> [Exercise objective]: Read the data, and whenever a line holds the word "length", report that line.

> [Source data]:
use crate::{
    graph::{
        envelope::EnvNode, extensions::NodeExt, filter::FilterNode, mix::Sum,
        oscillator::OscNode, GraphNode,
    },
    preset::OscillatorParams,
};

/// Level the shared envelope peaks at before velocity.
const PEAK: f32 = 0.78;
const LOWPASS_Q: f32 = 0.6;

/// A whole chord on one envelope: one oscillator per frequency with the
/// preset waveform, each detuned (index - 1) * 4 cents. Strummed chords
/// stagger the oscillator starts by `strum_step` but share the envelope.
pub fn chord(
    params: &OscillatorParams,
    frequencies: &[f32],
    length: Option<f64>,
    velocity: f32,
    strum_step: Option<f64>,
) -> Box<dyn GraphNode> {
    let velocity = velocity.clamp(0.0, 1.0);
    let mut oscillators = Sum::new(Vec::with_capacity(frequencies.len()));

    for (idx, &frequency) in frequencies.iter().enumerate() {
        let start = strum_step.map_or(0.0, |step| idx as f64 * step);
        oscillators.push(
            OscNode::new(params.waveform, frequency)
                .with_detune((idx as f32 - 1.0) * 4.0)
                .with_gain(params.voice_gain)
                .starting_at(start),
        );
    }

    let env = &params.envelope;
    let level = PEAK * velocity;
    let mut envelope = EnvNode::adsr(
        env.attack,
        env.decay,
        level,
        level * env.sustain,
        env.release,
    );
    if let Some(length) = length {
        envelope = envelope.release_after(length);
    }

    oscillators
        .amplify(envelope)
        .through(FilterNode::lowpass(params.cutoff, LOWPASS_Q))
        .boxed()
}
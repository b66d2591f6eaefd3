// Purpose - external interfaces, file formats

pub mod wav;

pub use wav::{encode_wav_16bit, pcm16_spec, write_wav_16bit};
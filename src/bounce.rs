//! Offline render of one loop to a WAV file.
//!
//! The bounce replays a snapshot of the event store through the same
//! scheduler, voice builders and mixer chain as live playback, driving the
//! engine clock by hand instead of from a device callback.

use std::path::{Path, PathBuf};

use chrono::{DateTime, Utc};
use tracing::info;

use crate::{
    config::{EngineConfig, SchedulerConfig},
    engine::{AudioEngine, EngineCommand},
    io::write_wav_16bit,
    sequencer::{voices_for, Dispatch, EventStore, LoopScheduler, Transport},
    synth::SynthCtx,
    theory::Key,
    Result,
};

pub const BOUNCE_SAMPLE_RATE: u32 = 44_100;

/// What to bounce: the arrangement and the musical settings it plays under.
#[derive(Debug, Clone, Copy)]
pub struct BounceSettings {
    pub bpm: f64,
    pub bars: u32,
    pub key: Key,
    pub safe_mode: bool,
    /// Reverb return level for the wet bus.
    pub reverb_level: f32,
}

/// Frames in one loop at the bounce rate.
pub fn loop_frames(transport: &Transport) -> usize {
    let exact = transport.loop_seconds() * BOUNCE_SAMPLE_RATE as f64;
    // 2.4 s * 44100 must not round up to an extra frame.
    (exact - 1e-6).ceil() as usize
}

/// Poll the scheduler across one loop at the bounce rate, one poll interval
/// at a time. `step` receives each poll's dispatches, the store they refer
/// to and the number of frames to advance before the next poll.
fn drive_loop(
    store: &EventStore,
    settings: &BounceSettings,
    scheduler_config: &SchedulerConfig,
    mut step: impl FnMut(&[Dispatch], &EventStore, &Transport, usize),
) -> Result<()> {
    let mut store = store.clone();
    store.reset_guards();
    let mut transport = Transport::new(settings.bpm, settings.bars)?;
    transport.start(0.0);

    let scheduler = LoopScheduler::new(scheduler_config.clone());
    let sample_rate = BOUNCE_SAMPLE_RATE as f64;
    let total = loop_frames(&transport);
    let interval =
        ((scheduler_config.poll_interval_seconds * sample_rate).round() as usize).max(1);
    let mut dispatches = Vec::new();
    let mut done = 0;

    while done < total {
        dispatches.clear();
        let now = done as f64 / sample_rate;
        scheduler.poll(&transport, &mut store, now, &mut dispatches);
        let frames = interval.min(total - done);
        step(&dispatches, &store, &transport, frames);
        done += frames;
    }
    Ok(())
}

/// Every occurrence the bounce of `store` dispatches, in dispatch order.
pub fn loop_dispatches(
    store: &EventStore,
    settings: &BounceSettings,
    scheduler_config: &SchedulerConfig,
) -> Result<Vec<Dispatch>> {
    let mut all = Vec::new();
    drive_loop(store, settings, scheduler_config, |dispatches, _, _, _| {
        all.extend_from_slice(dispatches);
    })?;
    Ok(all)
}

/// Render exactly one loop of `store` to stereo buffers.
pub fn render_loop(
    store: &EventStore,
    settings: &BounceSettings,
    engine_config: &EngineConfig,
    scheduler_config: &SchedulerConfig,
) -> Result<[Vec<f32>; 2]> {
    let sample_rate = BOUNCE_SAMPLE_RATE as f32;
    let mut engine = AudioEngine::offline(engine_config, sample_rate);
    engine.apply(EngineCommand::SetReverbLevel(settings.reverb_level));
    let mut ctx = SynthCtx::new(sample_rate, scheduler_config.strum_step_seconds);
    ctx.safe_mode = settings.safe_mode;

    let mut left = Vec::new();
    let mut right = Vec::new();
    drive_loop(
        store,
        settings,
        scheduler_config,
        |dispatches, store, transport, frames| {
            for voice in voices_for(dispatches, store, transport, settings.key, &ctx) {
                engine.apply(EngineCommand::Start(Box::new(voice)));
            }
            let [l, r] = engine.render(frames);
            left.extend_from_slice(&l);
            right.extend_from_slice(&r);
        },
    )?;

    Ok([left, right])
}

/// `powerchord-bounce-YYYY-MM-DD-HH-MM-SS.wav`
pub fn bounce_file_name(at: DateTime<Utc>) -> String {
    format!("powerchord-bounce-{}.wav", at.format("%Y-%m-%d-%H-%M-%S"))
}

/// Render one loop and write it into `dir`. Returns the file path.
pub fn bounce_to_dir(
    dir: &Path,
    store: &EventStore,
    settings: &BounceSettings,
    engine_config: &EngineConfig,
    scheduler_config: &SchedulerConfig,
) -> Result<PathBuf> {
    let [left, right] = render_loop(store, settings, engine_config, scheduler_config)?;
    let path = dir.join(bounce_file_name(Utc::now()));
    write_wav_16bit(&path, &[&left, &right], BOUNCE_SAMPLE_RATE)?;
    info!(path = %path.display(), frames = left.len(), "bounce written");
    Ok(path)
}

#[cfg(test)]
mod tests {
    use super::*;
    use chrono::TimeZone;

    fn settings(bars: u32) -> BounceSettings {
        BounceSettings {
            bpm: 100.0,
            bars,
            key: Key::default(),
            safe_mode: true,
            reverb_level: 1.0,
        }
    }

    fn short_reverb() -> EngineConfig {
        EngineConfig {
            reverb_seconds: 0.2,
            ..EngineConfig::default()
        }
    }

    #[test]
    fn file_name_uses_timestamp() {
        let at = Utc.with_ymd_and_hms(2024, 3, 9, 7, 5, 2).unwrap();
        assert_eq!(
            bounce_file_name(at),
            "powerchord-bounce-2024-03-09-07-05-02.wav"
        );
    }

    #[test]
    fn empty_store_renders_silence_of_one_loop() {
        let [left, right] = render_loop(
            &EventStore::new(),
            &settings(1),
            &short_reverb(),
            &SchedulerConfig::default(),
        )
        .unwrap();
        assert_eq!(left.len(), 105_840);
        assert_eq!(right.len(), left.len());
        assert!(left.iter().all(|x| x.abs() < 1e-6));
    }

    #[test]
    fn recorded_events_are_audible() {
        let mut store = EventStore::new();
        let track = store.add_track(None);
        store.push_event(track, 1.0, 0, 1.0, 4.0).unwrap();
        let [left, _] = render_loop(
            &store,
            &settings(1),
            &short_reverb(),
            &SchedulerConfig::default(),
        )
        .unwrap();

        // Beat 1 at 100 bpm is 0.6 s.
        let onset = (0.6 * BOUNCE_SAMPLE_RATE as f64) as usize;
        assert!(left[..onset - 100].iter().all(|x| x.abs() < 1e-6));
        assert!(left[onset..onset + 4410].iter().any(|x| x.abs() > 1e-2));
    }

    #[test]
    fn muted_and_mic_tracks_stay_out() {
        let mut store = EventStore::new();
        let muted = store.add_track(None);
        let mic = store.add_track(None);
        store.push_event(muted, 0.0, 0, 1.0, 4.0).unwrap();
        store.push_event(mic, 0.0, 0, 1.0, 4.0).unwrap();
        store.track_mut(muted).unwrap().muted = true;
        store
            .track_mut(mic)
            .unwrap()
            .set_role(crate::sequencer::Role::Mic);

        let [left, right] = render_loop(
            &store,
            &settings(1),
            &short_reverb(),
            &SchedulerConfig::default(),
        )
        .unwrap();
        assert!(left.iter().chain(&right).all(|x| x.abs() < 1e-6));
    }

    #[test]
    fn source_store_is_untouched() {
        let mut store = EventStore::new();
        let track = store.add_track(None);
        let event = store.push_event(track, 0.0, 3, 1.0, 4.0).unwrap();
        render_loop(
            &store,
            &settings(1),
            &short_reverb(),
            &SchedulerConfig::default(),
        )
        .unwrap();
        assert_eq!(store.track(track).unwrap().last_scheduled(event), None);
    }
}
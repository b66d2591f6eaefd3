/*
Soft-Knee Compressor
====================

Static curve (all values in dB, T = threshold, W = knee width, R = ratio):

  x < T - W/2            y = x
  |x - T| <= W/2         y = x + (1/R - 1) * (x - T + W/2)^2 / (2W)
  x > T + W/2            y = T + (x - T) / R

The detector is stereo-linked (peak of both channels). Gain reduction is
smoothed in the dB domain with separate attack and release time constants,
then makeup gain restores the level a full-scale input would have lost, at
the 0.6 power the host dynamics processor uses.
*/

use crate::config::CompressorConfig;

#[derive(Debug, Clone)]
pub struct Compressor {
    config: CompressorConfig,
    attack_coeff: f32,
    release_coeff: f32,
    makeup: f32,
    reduction_db: f32,
}

impl Compressor {
    pub fn new(config: CompressorConfig, sample_rate: f32) -> Self {
        let coeff = |seconds: f32| {
            if seconds <= 0.0 {
                0.0
            } else {
                (-1.0 / (seconds * sample_rate)).exp()
            }
        };
        let full_scale_reduction = static_reduction_db(&config, 0.0);

        Self {
            attack_coeff: coeff(config.attack_seconds),
            release_coeff: coeff(config.release_seconds),
            makeup: db_to_gain(-0.6 * full_scale_reduction),
            reduction_db: 0.0,
            config,
        }
    }

    /// Current smoothed gain reduction in dB (<= 0).
    pub fn reduction_db(&self) -> f32 {
        self.reduction_db
    }

    #[inline]
    pub fn process(&mut self, left: f32, right: f32) -> (f32, f32) {
        let level = left.abs().max(right.abs());
        let target = if level > 1.0e-6 {
            static_reduction_db(&self.config, gain_to_db(level))
        } else {
            0.0
        };

        // More reduction = attack, less = release.
        let coeff = if target < self.reduction_db {
            self.attack_coeff
        } else {
            self.release_coeff
        };
        self.reduction_db = target + (self.reduction_db - target) * coeff;

        let gain = db_to_gain(self.reduction_db) * self.makeup;
        (left * gain, right * gain)
    }

    pub fn reset(&mut self) {
        self.reduction_db = 0.0;
    }
}

/// Gain change in dB the static curve applies at `input_db`.
pub fn static_reduction_db(config: &CompressorConfig, input_db: f32) -> f32 {
    let threshold = config.threshold_db;
    let knee = config.knee_db;
    let slope = 1.0 / config.ratio.max(1.0) - 1.0;
    let over = input_db - threshold;

    if knee > 0.0 && over.abs() <= knee * 0.5 {
        slope * (over + knee * 0.5).powi(2) / (2.0 * knee)
    } else if over > 0.0 {
        slope * over
    } else {
        0.0
    }
}

#[inline]
pub fn gain_to_db(gain: f32) -> f32 {
    20.0 * gain.max(1.0e-12).log10()
}

#[inline]
pub fn db_to_gain(db: f32) -> f32 {
    10.0_f32.powf(db / 20.0)
}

> [Your solution]:
    length: Option<f64>,
    if let Some(length) = length {
        envelope = envelope.release_after(length);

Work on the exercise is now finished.